╔══
//! Error types for the parkwatch pipeline
//!
//! This module defines all error types used throughout the crate.

use thiserror::Error;

/// Result type alias for pipeline operations
pub type Result<T> = std::result::Result<T, Error>;

/// Core error type for the pipeline
#[derive(Error, Debug)]
pub enum Error {
    /// Live-data feed errors (connect, subscribe, read)
    #[error("Feed error: {0}")]
    Feed(String),

    /// Persistent store errors
    #[error("Store error: {0}")]
    Store(String),

    /// Configuration errors
    #[error("Configuration error: {0}")]
    Config(String),

    /// I/O errors
    #[error("I/O error: {0}")]
    Io(#[from] std::io::Error),

    /// JSON serialization/deserialization errors
    #[error("JSON error: {0}")]
    Json(#[from] serde_json::Error),

    /// Record not found
    #[error("Not found: {0}")]
    NotFound(String),

    /// Invalid input (malformed feed frame, bad device token, ...)
    #[error("Invalid input: {0}")]
    InvalidInput(String),

    /// Transport-specific error
    #[error("Transport error ({transport}): {message}")]
    Transport {
        /// Transport name
        transport: String,
        /// Error message
        message: String,
    },

    /// Generic error with context
    #[error("{0}")]
    Other(String),
}

impl Error {
    /// Create a feed error
    pub fn feed(msg: impl Into<String>) -> Self {
        Self::Feed(msg.into())
    }

    /// Create a store error
    pub fn store(msg: impl Into<String>) -> Self {
        Self::Store(msg.into())
    }

    /// Create a configuration error
    pub fn config(msg: impl Into<String>) -> Self {
        Self::Config(msg.into())
    }

    /// Create a "not found" error
    pub fn not_found(msg: impl Into<String>) -> Self {
        Self::NotFound(msg.into())
    }

    /// Create an invalid input error
    pub fn invalid_input(msg: impl Into<String>) -> Self {
        Self::InvalidInput(msg.into())
    }

    /// Create a transport-specific error
    pub fn transport(transport: impl Into<String>, message: impl Into<String>) -> Self {
        Self::Transport {
            transport: transport.into(),
            message: message.into(),
        }
    }
}

/// Helper for converting anyhow::Error to our Error type
impl From<anyhow::Error> for Error {
    fn from(err: anyhow::Error) -> Self {
        Self::Other(err.to_string())
    }
}

#[cfg(test)]
mod tests {
    use super::*;

    #[test]
    fn test_transport_error_display() {
        let err = Error::transport("push-http", "connection refused");
        assert_eq!(
            err.to_string(),
            "Transport error (push-http): connection refused"
        );
    }

    #[test]
    fn test_helper_display() {
        assert_eq!(Error::feed("closed").to_string(), "Feed error: closed");
        assert_eq!(Error::store("disk full").to_string(), "Store error: disk full");
        assert_eq!(Error::config("no parks").to_string(), "Configuration error: no parks");
        assert_eq!(Error::not_found("park").to_string(), "Not found: park");
        assert_eq!(
            Error::invalid_input("bad token").to_string(),
            "Invalid input: bad token"
        );
    }

    #[test]
    fn test_anyhow_conversion() {
        let err: Error = anyhow::anyhow!("boom").into();
        assert!(matches!(err, Error::Other(ref m) if m == "boom"));
    }
}
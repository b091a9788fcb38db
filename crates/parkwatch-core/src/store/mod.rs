// # Device Store Implementations
//
// This module provides implementations of the DeviceStore trait for
// different persistence strategies.

pub mod file;
pub mod memory;

pub use file::FileDeviceStore;
pub use memory::MemoryDeviceStore;

use std::sync::Arc;

use crate::config::StoreConfig;
use crate::traits::DeviceStore;

/// Newest audit records retained by the built-in stores
pub const DEFAULT_AUDIT_CAPACITY: usize = 10_000;

/// Open the store selected by `config`
///
/// Failure here is a start-up failure: the pipeline cannot run without its
/// source of truth for device registrations.
pub async fn open_store(config: &StoreConfig) -> Result<Arc<dyn DeviceStore>, crate::Error> {
    match config {
        StoreConfig::File { path } => Ok(Arc::new(FileDeviceStore::open(path).await?)),
        StoreConfig::Memory => Ok(Arc::new(MemoryDeviceStore::new())),
    }
}
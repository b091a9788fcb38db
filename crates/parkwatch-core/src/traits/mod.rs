//! Core traits for the pipeline
//!
//! This module defines the abstract interfaces for the collaborators that sit
//! outside the pipeline core.
//!
//! - [`FeedSource`]: Connect to the upstream live-data feed
//! - [`NotificationSender`]: Deliver one push notification to one device
//! - [`DeviceStore`]: Durable device registrations, delivery audit log and
//!   client receipts

pub mod device_store;
pub mod feed_source;
pub mod notification_sender;

pub use device_store::{
    AuditRecord, DeliveryOutcome, DeliveryReceipt, DeviceRegistration, DeviceStore, Environment,
};
pub use feed_source::{FeedConnection, FeedEventKind, FeedFrame, FeedSource, LiveDataEvent};
pub use notification_sender::{NotificationPayload, NotificationSender, SendOutcome};
// # Entity State
//
// Authoritative in-memory state of every monitored attraction, plus the
// transition facts produced when that state changes.
//
// ## Ownership
//
// `EntityStore` is the only writer of `Entity` values. Everything else
// receives clones (snapshots) or transition events from the `EventBus`.

pub mod entity_store;

pub use entity_store::EntityStore;

use chrono::{DateTime, Utc};
use serde::{Deserialize, Serialize};

/// Operational status of an attraction
#[derive(Debug, Clone, Copy, PartialEq, Eq, Hash, PartialOrd, Ord, Serialize, Deserialize)]
#[serde(rename_all = "SCREAMING_SNAKE_CASE")]
pub enum OperationalStatus {
    Closed,
    Operating,
    Down,
    Refurbishment,
}

impl OperationalStatus {
    /// All statuses, in display order
    pub const ALL: [OperationalStatus; 4] = [
        OperationalStatus::Operating,
        OperationalStatus::Down,
        OperationalStatus::Closed,
        OperationalStatus::Refurbishment,
    ];

    /// Upstream wire name
    pub fn as_str(&self) -> &'static str {
        match self {
            OperationalStatus::Closed => "CLOSED",
            OperationalStatus::Operating => "OPERATING",
            OperationalStatus::Down => "DOWN",
            OperationalStatus::Refurbishment => "REFURBISHMENT",
        }
    }
}

impl std::fmt::Display for OperationalStatus {
    fn fmt(&self, f: &mut std::fmt::Formatter<'_>) -> std::fmt::Result {
        f.write_str(self.as_str())
    }
}

impl std::str::FromStr for OperationalStatus {
    type Err = crate::Error;

    fn from_str(s: &str) -> Result<Self, Self::Err> {
        match s.trim().to_ascii_uppercase().as_str() {
            "CLOSED" => Ok(OperationalStatus::Closed),
            "OPERATING" => Ok(OperationalStatus::Operating),
            "DOWN" => Ok(OperationalStatus::Down),
            "REFURBISHMENT" => Ok(OperationalStatus::Refurbishment),
            other => Err(crate::Error::invalid_input(format!(
                "Unknown operational status: {:?}",
                other
            ))),
        }
    }
}

/// One monitored attraction
#[derive(Debug, Clone, PartialEq, Eq, Serialize, Deserialize)]
#[serde(rename_all = "camelCase")]
pub struct Entity {
    pub id: String,
    pub name: String,
    pub category: String,
    pub park_id: String,
    pub status: OperationalStatus,
    /// Standby wait in minutes; 0 means no wait or unknown
    pub wait_minutes: u32,
    pub status_changed_at: DateTime<Utc>,
    pub wait_changed_at: DateTime<Utc>,
}

/// A validated, proposed new state for one entity
///
/// Built by the ingestion adapter after normalization; the store never sees
/// malformed input.
#[derive(Debug, Clone, PartialEq, Eq)]
pub struct EntityUpdate {
    pub entity_id: String,
    pub name: String,
    pub category: String,
    pub park_id: String,
    pub status: OperationalStatus,
    pub wait_minutes: u32,
}

impl EntityUpdate {
    pub fn new(
        entity_id: impl Into<String>,
        park_id: impl Into<String>,
        status: OperationalStatus,
        wait_minutes: u32,
    ) -> Self {
        Self {
            entity_id: entity_id.into(),
            name: String::new(),
            category: String::new(),
            park_id: park_id.into(),
            status,
            wait_minutes,
        }
    }

    /// Set the descriptive fields
    pub fn with_details(mut self, name: impl Into<String>, category: impl Into<String>) -> Self {
        self.name = name.into();
        self.category = category.into();
        self
    }
}

/// Detected change of an entity's operational status
///
/// Carries the wait values from the same observation so a notification can
/// show both.
#[derive(Debug, Clone, PartialEq, Eq, Serialize, Deserialize)]
#[serde(rename_all = "camelCase")]
pub struct StatusTransition {
    pub entity_id: String,
    pub park_id: String,
    pub old_status: OperationalStatus,
    pub new_status: OperationalStatus,
    pub old_wait_minutes: u32,
    pub new_wait_minutes: u32,
    pub detected_at: DateTime<Utc>,
}

/// Detected change of an entity's standby wait
#[derive(Debug, Clone, PartialEq, Eq, Serialize, Deserialize)]
#[serde(rename_all = "camelCase")]
pub struct WaitTimeTransition {
    pub entity_id: String,
    pub park_id: String,
    pub old_wait_minutes: u32,
    pub new_wait_minutes: u32,
    pub detected_at: DateTime<Utc>,
}

/// Any transition produced by a single `apply`
#[derive(Debug, Clone, PartialEq, Eq)]
pub enum Transition {
    Status(StatusTransition),
    WaitTime(WaitTimeTransition),
}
╚══
Task description
From the material above, copy every line that has the word "Down" in it.

Answer for this exercise
    Down,
        OperationalStatus::Down,
            OperationalStatus::Down => "DOWN",
            "DOWN" => Ok(OperationalStatus::Down),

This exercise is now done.